[openstack-dev] [nova] Consistency, efficiency, and safety of NovaObject.save()
Mike Bayer
mbayer at redhat.com
Wed Nov 12 23:35:43 UTC 2014
> On Nov 12, 2014, at 6:23 PM, Mike Bayer <mbayer at redhat.com> wrote:
>
>
> If I may inquire as to the irrelevant complexity, I’m trying to pinpoint where you see this happening.
>
> When we talk about updating a ComputeNode, because I’m only slightly familiar with Nova’s codebase, I assume we are looking at “def compute_node_update()” on line 633 of nova/db/sqlalchemy/api.py ?
>
> if that’s the full extent of it, I’m not seeing the second select:
>
> def compute_node_update(context, compute_id, values):
> """Updates the ComputeNode record with the most recent data."""
>
> session = get_session()
> with session.begin():
> compute_ref = _compute_node_get(context, compute_id, session=session)
> values['updated_at'] = timeutils.utcnow()
> datetime_keys = ('created_at', 'deleted_at', 'updated_at')
> convert_objects_related_datetimes(values, *datetime_keys)
> compute_ref.update(values)
>
> return compute_ref
>
> so “with session.begin()”, when that context ends, will emit the flush of the compute_ref, and then commit the transaction. The Session by default has a behavior “expire_on_commit”, which means that when this compute_ref is returned to the outside world, the first thing that accesses anything on it *will* emit a SELECT for the row again. However, as far as I can tell the expire_on_commit flag is turned off. get_session() returns from oslo.db’s EngineFacade (the subject of my previously mentioned blueprint), and that passes through “expire_on_commit” of False by default. It is definitely False when oslo.db does the sessionmaker and I see no code that is setting it to True anywhere. The save() method is not used here either, but even if it is, NovaBase.save() calls into ModelBase.save() which just calls a flush(), shouldn’t be emitting a SELECT either.
>
> Let me know if a. I’m looking in the right place, b. if this second SELECT is actually observed; if it’s occurring I’d like to understand better what we’re looking at.
ah, we’re talking about the objects level:
class ComputeNode(base.NovaPersistentObject, base.NovaObject):
# …
@base.remotable
def save(self, context, prune_stats=False):
# NOTE(belliott) ignore prune_stats param, no longer relevant
updates = self.obj_get_changes()
updates.pop('id', None)
self._convert_stats_to_db_format(updates)
self._convert_host_ip_to_db_format(updates)
self._convert_supported_instances_to_db_format(updates)
db_compute = db.compute_node_update(context, self.id, updates)
self._from_db_object(context, self, db_compute)

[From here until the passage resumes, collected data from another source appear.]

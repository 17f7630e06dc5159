//! # transfersort
//!
//! A Rust library for turning free-form stock transfer messages into
//! structured, per-direction transfer lists.
//!
//! ## Overview
//!
//! Shop staff post messages like
//!
//! ```text
//! Lucky Vaper
//! Черника, с бк по 1 на л
//! Малина с к на л и на б
//! ```
//!
//! meaning "move one blueberry from Берлин and one from Кулакова to
//! Ладожская, and raspberries from Кулакова to Ладожская and Берлин". Shops
//! are named by single-letter shorthands configured as
//! `б-Берлин,к-Кулакова,л-Ладожская`.
//!
//! The library extracts every transfer, groups them by direction
//! (`Берлин ➡️ Ладожская`), tracks category headers such as `Lucky Vaper`,
//! and keeps every line it could not understand for manual review.
//!
//! ## Quick Start
//!
//! ```rust
//! use transfersort::prelude::*;
//!
//! fn main() -> Result<()> {
//!     let parser = TransferParser::from_shorthands("б-Берлин,к-Кулакова,л-Ладожская");
//!     let result = parser.parse("Черника, с бк по 1 на л\nпривет");
//!
//!     assert_eq!(result.transfer_count(), 2);
//!     assert_eq!(result.unparsed, vec!["привет"]);
//!
//!     // Chat-ready report, one block per direction
//!     let report = ReportFormatter::new().format_transfers(&result)?;
//!     assert_eq!(report.blocks.len(), 2);
//!     assert!(report.unparsed_notice.is_some());
//!
//!     Ok(())
//! }
//! ```
//!
//! ## Module Structure
//!
//! - [`parser`] - [`TransferParser`], the whole pipeline over a message
//! - [`parsing`] - the individual pipeline stages
//! - [`shops`] - [`ShopBranchMap`](shops::ShopBranchMap) and shop resolution
//! - [`quantity`] - quantity normalization
//! - [`transfer`] - [`Transfer`], [`Category`], [`ParsingResult`]
//! - [`report`] - [`ReportFormatter`](report::ReportFormatter) and markup policies
//! - [`core`] - direction bucketing, statistics, CSV/JSON/JSONL writers
//! - [`format`] - [`OutputFormat`](format::OutputFormat) dispatch
//! - [`config`] - [`ParserConfig`](config::ParserConfig), [`ReportConfig`](config::ReportConfig)
//! - [`cli`] - CLI types (requires the `cli` feature)
//! - [`error`] - [`TransferSortError`], [`Result`]
//! - [`prelude`] - Convenient re-exports

#[cfg(feature = "cli")]
pub mod cli;
pub mod config;
pub mod core;
pub mod error;
pub mod format;
pub mod parser;
pub mod parsing;
pub mod quantity;
pub mod report;
pub mod shops;
pub mod transfer;

// Re-export the main types at the crate root for convenience
pub use error::{Result, TransferSortError};
pub use parser::{TransferParser, parse_transfers};
pub use transfer::{Category, ParsingResult, Transfer};

/// Convenient re-exports for common usage.
///
/// Import everything you need with a single line:
///
/// ```rust
/// use transfersort::prelude::*;
/// ```
pub mod prelude {
    // Data model
    pub use crate::transfer::{Category, ParsingResult, Transfer};

    // Error types
    pub use crate::error::{Result, TransferSortError};

    // Parsing
    pub use crate::parser::{TransferParser, parse_transfers};
    pub use crate::shops::{Resolution, ShopBranchMap};

    // Configuration
    pub use crate::config::{ParserConfig, ReportConfig};

    // Reporting
    pub use crate::report::{Markup, MarkupKind, Report, ReportFormatter};

    // Statistics
    pub use crate::core::processor::ParsingStats;

    // Output (file writers and string converters)
    #[cfg(feature = "csv-output")]
    pub use crate::core::output::{to_csv, write_csv};
    #[cfg(feature = "json-output")]
    pub use crate::core::output::{to_json, to_jsonl, write_json, write_jsonl};

    pub use crate::format::{OutputFormat, to_format_string, write_to_format};
}
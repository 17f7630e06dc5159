//! Conjunction expansion.
//!
//! Two shapes are split into simple segments:
//!
//! | Shape | Example | Result |
//! |-------|---------|--------|
//! | several sources, one destination | `с к и б по 1 на л` | `с к 1 на л`, `с б 1 на л` |
//! | one source, several destinations | `с к 2 на л и т по 1` | `с к 2 на л`, `с к 1 на т` |
//!
//! For source lists the quantity after the last source is shared by every
//! source without its own `по N`. For destination lists the quantity between
//! the source and `на` is shared and a `по N` after a destination overrides it
//! for that destination only.
//!
//! Fused clusters such as `бк` have no separator and are left for
//! [`parse_segment`](super::segment::parse_segment).

use std::sync::LazyLock;

use regex::Regex;
use tracing::trace;

static SEGMENT_RE: LazyLock<Regex> = LazyLock::new(|| {
    Regex::new(r"(?i)^\s*с\s+(.+?)\s+на\s+(.+?)\s*$").expect("invalid segment regex")
});

static CONJUNCTION_RE: LazyLock<Regex> =
    LazyLock::new(|| Regex::new(r"(?i)\s+и\s+").expect("invalid conjunction regex"));

static DESTINATION_SEPARATOR_RE: LazyLock<Regex> = LazyLock::new(|| {
    Regex::new(r"(?i)\s+и\s+(?:на\s+)?").expect("invalid destination separator regex")
});

static BRANCH_RE: LazyLock<Regex> = LazyLock::new(|| {
    Regex::new(r"(?i)^(\S+)(?:\s+(?:по\s+)?(.+?))?\s*$").expect("invalid branch regex")
});

/// Splits every segment that joins sources or destinations with `и`.
///
/// Segments without a conjunction pass through unchanged.
///
/// ```
/// use transfersort::parsing::expand_segments;
///
/// let expanded = expand_segments(&["с к и б по 1 на л".to_string()]);
/// assert_eq!(expanded, vec!["с к 1 на л", "с б 1 на л"]);
/// ```
pub fn expand_segments(segments: &[String]) -> Vec<String> {
    segments
        .iter()
        .flat_map(|segment| expand_sources(segment))
        .flat_map(|segment| expand_destinations(&segment))
        .collect()
}

/// Shape (a): `с A и B [qty] на D`.
fn expand_sources(segment: &str) -> Vec<String> {
    let Some((sources, destination)) = split_segment(segment) else {
        return vec![segment.to_string()];
    };
    if !CONJUNCTION_RE.is_match(sources) {
        return vec![segment.to_string()];
    }

    let branches: Vec<Branch<'_>> = CONJUNCTION_RE
        .split(sources)
        .filter_map(Branch::parse)
        .collect();
    let shared = branches.last().and_then(|b| b.quantity);

    let expanded: Vec<String> = branches
        .iter()
        .map(|branch| simple_segment(branch.shop, branch.quantity.or(shared), destination))
        .collect();
    trace!(segment, ?expanded, "expanded source list");
    expanded
}

/// Shape (b): `с A [qty] на D1 и [на] D2 [по N]`.
fn expand_destinations(segment: &str) -> Vec<String> {
    let Some((source, destinations)) = split_segment(segment) else {
        return vec![segment.to_string()];
    };
    if !CONJUNCTION_RE.is_match(destinations) {
        return vec![segment.to_string()];
    }
    let Some(source) = Branch::parse(source) else {
        return vec![segment.to_string()];
    };

    let expanded: Vec<String> = DESTINATION_SEPARATOR_RE
        .split(destinations)
        .filter_map(Branch::parse)
        .map(|branch| {
            simple_segment(
                source.shop,
                branch.quantity.or(source.quantity),
                branch.shop,
            )
        })
        .collect();
    trace!(segment, ?expanded, "expanded destination list");
    expanded
}

/// Splits `с <sources> на <destinations>` into its two sides.
fn split_segment(segment: &str) -> Option<(&str, &str)> {
    let caps = SEGMENT_RE.captures(segment)?;
    Some((caps.get(1)?.as_str(), caps.get(2)?.as_str()))
}

/// One shop of a list with its local quantity.
#[derive(Debug, Clone, Copy)]
struct Branch<'a> {
    shop: &'a str,
    quantity: Option<&'a str>,
}

impl<'a> Branch<'a> {
    fn parse(text: &'a str) -> Option<Self> {
        let caps = BRANCH_RE.captures(text.trim())?;
        Some(Self {
            shop: caps.get(1)?.as_str(),
            quantity: caps.get(2).map(|m| m.as_str()),
        })
    }
}

fn simple_segment(source: &str, quantity: Option<&str>, destination: &str) -> String {
    match quantity {
        Some(quantity) => format!("с {source} {quantity} на {destination}"),
        None => format!("с {source} на {destination}"),
    }
}
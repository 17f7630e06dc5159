//! CSV output writer.

use std::fs::File;
use std::io::Write;

use crate::error::Result;
use crate::transfer::{ParsingResult, Transfer};

const HEADER: [&str; 9] = [
    "Direction",
    "Category",
    "Product",
    "Source",
    "SourceShop",
    "Destination",
    "DestinationShop",
    "Quantity",
    "RawText",
];

/// Writes transfers to CSV with semicolon delimiter.
///
/// # Format
/// - Delimiter: `;`
/// - Columns: `Direction`, `Category`, `Product`, `Source`, `SourceShop`,
///   `Destination`, `DestinationShop`, `Quantity`, `RawText`
/// - One row per transfer, directions in label order
/// - `Quantity` is normalized (`2шт` becomes `2 шт`)
/// - Encoding: UTF-8
///
/// Unparsed lines are not part of the table.
pub fn write_csv(result: &ParsingResult, output_path: &str) -> Result<()> {
    let file = File::create(output_path)?;
    write_records(result, file)
}

/// Converts transfers to a CSV string.
///
/// Same format as [`write_csv`].
pub fn to_csv(result: &ParsingResult) -> Result<String> {
    let mut buffer = Vec::new();
    write_records(result, &mut buffer)?;
    Ok(String::from_utf8(buffer)?)
}

fn write_records<W: Write>(result: &ParsingResult, sink: W) -> Result<()> {
    let mut writer = csv::WriterBuilder::new().delimiter(b';').from_writer(sink);

    writer.write_record(HEADER)?;
    for transfer in result.transfers() {
        writer.write_record(build_record(transfer))?;
    }

    writer.flush()?;
    Ok(())
}

fn build_record(transfer: &Transfer) -> [String; 9] {
    [
        transfer.direction(),
        transfer.category.clone().unwrap_or_default(),
        transfer.product.clone(),
        transfer.source.clone(),
        transfer.source_shop.clone(),
        transfer.destination.clone(),
        transfer.destination_shop.clone(),
        transfer.quantity(),
        transfer.raw_text.clone(),
    ]
}
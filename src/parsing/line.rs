//! Per-line transfer extraction.
//!
//! A line looks like `<product>[,] <transfer> [<transfer> ...]` where each
//! transfer is roughly `с <source> [quantity] на <destination>`. Nothing is
//! delimited reliably, so extraction works backwards from destinations:
//!
//! 1. every `на <token>` whose token is a known shop is a destination
//! 2. each destination takes the nearest `с <token>` before it, or failing
//!    that the nearest bare word that is a shop
//! 3. the earliest source marks where the product name ends
//! 4. each pair is rewritten into a canonical segment for [`parse_segment`]
//!
//! Conjunction lists (`с к и б`, `на л и б`) are kept whole inside the
//! segment so [`expand_segments`] can split them.
//!
//! [`parse_segment`]: super::segment::parse_segment
//! [`expand_segments`]: super::expand::expand_segments

use std::sync::LazyLock;

use regex::{Match, Regex};
use tracing::debug;

use crate::shops::{Resolution, ShopBranchMap};

static DESTINATION_RE: LazyLock<Regex> = LazyLock::new(|| {
    Regex::new(r"(?i)(?:^|\s)(на)\s+([^\s.,]+)").expect("invalid destination regex")
});

static LAST_SOURCE_MARKER_RE: LazyLock<Regex> = LazyLock::new(|| {
    Regex::new(r"(?i)(?:^|\s)с\s+([^\s.,]+)[^с]*$").expect("invalid source marker regex")
});

static WORD_RE: LazyLock<Regex> =
    LazyLock::new(|| Regex::new(r"[^\s.,]+").expect("invalid word regex"));

static TRAILING_SOURCE_RE: LazyLock<Regex> = LazyLock::new(|| {
    Regex::new(r"(?i)(?:^|\s)с\s+[^\s.,]+\s*$").expect("invalid trailing source regex")
});

static TRAILING_PREPOSITION_RE: LazyLock<Regex> =
    LazyLock::new(|| Regex::new(r"(?i)^(.+)\s+с\s*$").expect("invalid preposition regex"));

static RATE_SUFFIX_RE: LazyLock<Regex> =
    LazyLock::new(|| Regex::new(r"(?i)\s+по\s+([0-9]+)\s+шт$").expect("invalid rate regex"));

static COUNT_RE: LazyLock<Regex> =
    LazyLock::new(|| Regex::new(r"(?i)^[0-9]+(?:шт)?$").expect("invalid count regex"));

static QUANTITY_RE: LazyLock<Regex> = LazyLock::new(|| {
    Regex::new(r"(?i)(?:^|[^0-9A-Za-z_])([0-9]+(?:\s+шт)?)").expect("invalid quantity regex")
});

/// What one line yielded before segment expansion.
#[derive(Debug, Clone, PartialEq, Eq)]
pub struct LineExtraction {
    /// Product name with any trailing `по N шт` removed.
    pub product: String,
    /// Canonical segments, one per source/destination pair, in source order.
    pub segments: Vec<String>,
    /// Quantity from a `по N шт` product suffix, for transfers without one.
    pub quantity_override: Option<String>,
}

/// A shop token and its byte span within the line.
#[derive(Debug, Clone, Copy, PartialEq, Eq)]
struct Token<'a> {
    text: &'a str,
    end: usize,
}

impl<'a> From<Match<'a>> for Token<'a> {
    fn from(m: Match<'a>) -> Self {
        Self {
            text: m.as_str(),
            end: m.end(),
        }
    }
}

/// How a source token was found.
#[derive(Debug, Clone, Copy, PartialEq, Eq)]
enum SourceKind {
    /// After a `с` marker; may be a merged cluster such as `бк`.
    Marked,
    /// A bare word that starts with a shop code; only that code counts.
    Word,
}

/// A destination paired with the source found for it.
#[derive(Debug, Clone, Copy)]
struct Candidate<'a> {
    /// Where the source occurrence starts (including its `с` marker).
    source_start: usize,
    source: Token<'a>,
    source_kind: SourceKind,
    /// Where the `на` marker starts.
    marker_start: usize,
    destination: Token<'a>,
}

/// Extracts the product and canonical segments from one line.
///
/// Returns `None` when no destination has a resolvable source or the product
/// name comes out empty; the caller records the line as unparsed.
///
/// ```
/// use transfersort::parsing::extract_line;
/// use transfersort::shops::ShopBranchMap;
///
/// let shops = ShopBranchMap::parse("б-Берлин,к-Кулакова,л-Ладожская");
/// let extraction = extract_line("алтайский, с б 1 на к. с б 1 на л", &shops).unwrap();
///
/// assert_eq!(extraction.product, "алтайский");
/// assert_eq!(extraction.segments, vec!["с б 1 на к", "с б 1 на л"]);
/// ```
pub fn extract_line(line: &str, shops: &ShopBranchMap) -> Option<LineExtraction> {
    let mut candidates = find_candidates(line, shops);
    if candidates.is_empty() {
        return None;
    }
    candidates.sort_by_key(|c| c.source_start);

    let product = product_name(&line[..candidates[0].source_start]);
    let (product, quantity_override) = split_rate_suffix(&product);
    if product.is_empty() {
        debug!(line, "product name is empty");
        return None;
    }

    let segments = candidates
        .iter()
        .map(|candidate| build_segment(line, candidate, shops))
        .collect();

    Some(LineExtraction {
        product,
        segments,
        quantity_override,
    })
}
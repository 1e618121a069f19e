//! Resolution ledger
//!
//! Tracks which stops of a freight have been delivered and which could not be delivered
//! (with the reason given by the driver). A stop is in at most one of the two sets.

use freight_types::Stop;

use crate::{stops::stop_identity, ErrorKind, Result};

/// Reference to an itinerary stop inside the ledger
#[derive(Debug, Clone, PartialEq, Eq)]
pub struct StopRef {
    /// Matching key
    pub city: String,
    pub state: String,
}

impl StopRef {
    /// Parses the "City/UF" form (an optional "prefix: " is ignored)
    pub fn parse(raw: &str) -> Self {
        let city = stop_identity(raw).to_string();
        let place = raw.split_once(':').map_or(raw, |(_, rest)| rest);
        let state = place
            .split_once('/')
            .map(|(_, state)| state.trim().to_string())
            .unwrap_or_default();
        StopRef { city, state }
    }

    pub fn label(&self) -> String {
        if self.state.is_empty() {
            self.city.clone()
        } else {
            format!("{}/{}", self.city, self.state)
        }
    }
}

impl From<&Stop> for StopRef {
    fn from(stop: &Stop) -> Self {
        StopRef {
            city: stop.city.clone(),
            state: stop.state.clone(),
        }
    }
}

/// A stop the driver marked as not delivered
#[derive(Debug, Clone, PartialEq, Eq)]
pub struct FailedStop {
    pub stop: StopRef,
    pub reason: String,
}

#[derive(Debug, Clone, Default, PartialEq, Eq)]
pub struct Ledger {
    delivered: Vec<StopRef>,
    failed: Vec<FailedStop>,
}

impl Ledger {
    /// Delivered stops in confirmation order
    pub fn delivered(&self) -> &[StopRef] {
        &self.delivered
    }

    /// Failed stops in the order they were (last) marked
    pub fn failed(&self) -> &[FailedStop] {
        &self.failed
    }

    pub fn is_delivered(&self, identity: &str) -> bool {
        let city = stop_identity(identity);
        self.delivered.iter().any(|s| s.city == city)
    }

    pub fn is_failed(&self, identity: &str) -> bool {
        self.failure(identity).is_some()
    }

    pub fn is_resolved(&self, identity: &str) -> bool {
        self.is_delivered(identity) || self.is_failed(identity)
    }

    /// The failed entry for a stop, if any
    pub fn failure(&self, identity: &str) -> Option<&FailedStop> {
        let city = stop_identity(identity);
        self.failed.iter().find(|f| f.stop.city == city)
    }

    /// Marks a stop as delivered.
    ///
    /// A stop that was marked as failed before is moved over from the failed set.
    pub fn mark_delivered(&mut self, stop: StopRef) -> Result<()> {
        if self.is_delivered(&stop.city) {
            return Err(ErrorKind::AlreadyDelivered { stop: stop.label() }.into());
        }
        self.failed.retain(|f| f.stop.city != stop.city);
        self.delivered.push(stop);
        Ok(())
    }

    /// Marks a stop as not delivered.
    ///
    /// Re-marking a failed stop replaces its reason. Delivered stops cannot be failed.
    pub fn mark_failed(&mut self, stop: StopRef, reason: &str) -> Result<()> {
        let reason = reason.trim();
        if reason.is_empty() {
            return Err(ErrorKind::MissingReason.into());
        }
        if self.is_delivered(&stop.city) {
            return Err(ErrorKind::AlreadyDelivered { stop: stop.label() }.into());
        }
        self.failed.retain(|f| f.stop.city != stop.city);
        self.failed.push(FailedStop {
            stop,
            reason: reason.to_string(),
        });
        Ok(())
    }

    /// The lowest-index stop that is neither delivered nor failed
    pub fn next_actionable_stop<'a>(&self, itinerary: &'a [Stop]) -> Option<&'a Stop> {
        itinerary
            .iter()
            .filter(|stop| !self.is_resolved(&stop.city))
            .min_by_key(|stop| stop.index)
    }

    /// Encodes the ledger into the record-store representation:
    /// `"City/UF"` for delivered and `"reason: City/UF"` for failed stops.
    pub fn to_wire(&self) -> (Vec<String>, Vec<String>) {
        let delivered = self.delivered.iter().map(StopRef::label).collect();
        let failed = self
            .failed
            .iter()
            .map(|f| format!("{}: {}", f.reason, f.stop.label()))
            .collect();
        (delivered, failed)
    }

    /// Decodes the record-store representation.
    ///
    /// The reason of a failed entry is everything before the last `:`. Entries that
    /// violate the set invariants (a city twice, or both delivered and failed) are
    /// dropped; delivered wins over failed.
    pub fn from_wire(delivered: &[String], failed: &[String]) -> Self {
        let mut ledger = Ledger::default();
        for raw in delivered {
            let stop = StopRef::parse(raw);
            if stop.city.is_empty() || ledger.is_delivered(&stop.city) {
                log::warn!("dropping invalid delivered entry '{raw}'");
                continue;
            }
            ledger.delivered.push(stop);
        }
        for raw in failed {
            let (reason, place) = match raw.rsplit_once(':') {
                Some((reason, place)) => (reason.trim(), place),
                None => ("", raw.as_str()),
            };
            let stop = StopRef::parse(place);
            if stop.city.is_empty() || ledger.is_delivered(&stop.city) {
                log::warn!("dropping invalid failed entry '{raw}'");
                continue;
            }
            ledger.failed.retain(|f| f.stop.city != stop.city);
            ledger.failed.push(FailedStop {
                stop,
                reason: reason.to_string(),
            });
        }
        ledger
    }
}
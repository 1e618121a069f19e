//! Append-only tracking history of a shipment.

use freight_types::TrackingEvent;

#[derive(Debug, Clone, Default, PartialEq, Eq)]
pub struct Journal {
    events: Vec<TrackingEvent>,
}

impl Journal {
    pub(crate) fn from_events(events: Vec<TrackingEvent>) -> Self {
        Journal { events }
    }

    /// Only called together with a ledger or status transition.
    pub(crate) fn append(&mut self, event: TrackingEvent) {
        self.events.push(event);
    }

    /// Events in chronological (insertion) order
    pub fn events(&self) -> &[TrackingEvent] {
        &self.events
    }

    /// Newest first, for display
    pub fn newest_first(&self) -> impl Iterator<Item = &TrackingEvent> {
        self.events.iter().rev()
    }

    pub fn latest(&self) -> Option<&TrackingEvent> {
        self.events.last()
    }

    pub fn len(&self) -> usize {
        self.events.len()
    }

    pub fn is_empty(&self) -> bool {
        self.events.is_empty()
    }
}

/// Event texts, as shown to shippers and drivers
pub(crate) mod messages {
    pub fn loading_started() -> String {
        "Carregamento iniciado.".to_string()
    }

    pub fn in_transit(next: Option<&str>) -> String {
        match next {
            Some(stop) => format!("Em trânsito para {stop}."),
            None => "Em trânsito.".to_string(),
        }
    }

    pub fn delivered(stop: &str) -> String {
        format!("Entrega em {stop} foi concluída.")
    }

    pub fn not_delivered(stop: &str, reason: &str, next: Option<&str>) -> String {
        let mut msg = format!("Entrega em {stop} não foi concluída: {reason}.");
        if let Some(next) = next {
            msg.push_str(&format!(" Em trânsito para {next}."));
        }
        msg
    }

    pub fn finalized(delivered: usize, failed: usize) -> String {
        if failed == 0 {
            format!("Frete finalizado. {delivered} entrega(s) concluída(s).")
        } else {
            format!(
                "Frete finalizado. {delivered} entrega(s) concluída(s), {failed} não concluída(s)."
            )
        }
    }
}

#[cfg(test)]
mod tests {
    use super::*;
    use chrono::Utc;
    use freight_types::{Actor, TechnicalStatus};

    fn event(msg: &str) -> TrackingEvent {
        TrackingEvent::new(
            TechnicalStatus::InTransit,
            msg,
            &Actor::new("drv-1", "Carlos"),
            Utc::now(),
        )
    }

    #[test]
    fn events_keep_insertion_order() {
        let mut journal = Journal::default();
        journal.append(event("first"));
        journal.append(event("second"));
        let msgs: Vec<_> = journal.events().iter().map(|e| e.message.as_str()).collect();
        assert_eq!(msgs, ["first", "second"]);
        let newest: Vec<_> = journal.newest_first().map(|e| e.message.as_str()).collect();
        assert_eq!(newest, ["second", "first"]);
        assert_eq!(journal.latest().unwrap().message, "second");
        // the reversed view does not touch the stored order
        assert_eq!(journal.events()[0].message, "first");
    }

    #[test]
    fn message_texts() {
        assert_eq!(messages::in_transit(Some("B/MG")), "Em trânsito para B/MG.");
        assert_eq!(messages::in_transit(None), "Em trânsito.");
        assert_eq!(messages::delivered("A/SP"), "Entrega em A/SP foi concluída.");
        assert_eq!(
            messages::not_delivered("B/MG", "avaria", Some("C/RJ")),
            "Entrega em B/MG não foi concluída: avaria. Em trânsito para C/RJ."
        );
        assert!(messages::finalized(2, 1).starts_with("Frete finalizado."));
    }
}
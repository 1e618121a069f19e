use std::collections::HashMap;

use freight_types::{FreightId, FreightRecord, Revision, TrackingPatch};
use parking_lot::Mutex;

use super::{apply_conditional, FreightStore, WriteOutcome};
use crate::{ErrorKind, Result};

/// Record store that keeps everything in memory
#[derive(Debug, Default)]
pub struct MemoryStore {
    records: Mutex<HashMap<FreightId, FreightRecord>>,
}

impl MemoryStore {
    pub fn new() -> Self {
        Self::default()
    }

    /// Number of stored freights
    pub fn len(&self) -> usize {
        self.records.lock().len()
    }

    pub fn is_empty(&self) -> bool {
        self.records.lock().is_empty()
    }
}

impl FreightStore for MemoryStore {
    fn get(&self, freight_id: &FreightId) -> Result<Option<FreightRecord>> {
        Ok(self.records.lock().get(freight_id).cloned())
    }

    fn create(&self, freight_id: &FreightId, record: &FreightRecord) -> Result<Revision> {
        let mut records = self.records.lock();
        if records.contains_key(freight_id) {
            return Err(ErrorKind::FreightExists {
                freight_id: freight_id.clone(),
            }
            .into());
        }
        records.insert(freight_id.clone(), record.clone());
        Ok(record.revision)
    }

    fn update(
        &self,
        freight_id: &FreightId,
        expected: Revision,
        patch: TrackingPatch,
    ) -> Result<WriteOutcome> {
        let mut records = self.records.lock();
        let record = records
            .get_mut(freight_id)
            .ok_or_else(|| ErrorKind::FreightNotFound {
                freight_id: freight_id.clone(),
            })?;
        // apply works on a copy, so a rejected patch leaves the stored record untouched
        let mut updated = record.clone();
        let outcome = apply_conditional(freight_id, &mut updated, expected, patch)?;
        if let WriteOutcome::Committed(_) = outcome {
            *record = updated;
        }
        Ok(outcome)
    }
}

I’m not sure if I’m seeing the second SELECT here either but I’m less familiar with what I’m looking at. compute_node_update() does the one SELECT as we said, then it doesn’t look like self._from_db_object() would emit any further SQL specific to that row. I see that it calls upon db_compute.get('supported_instances’) but that’s something different.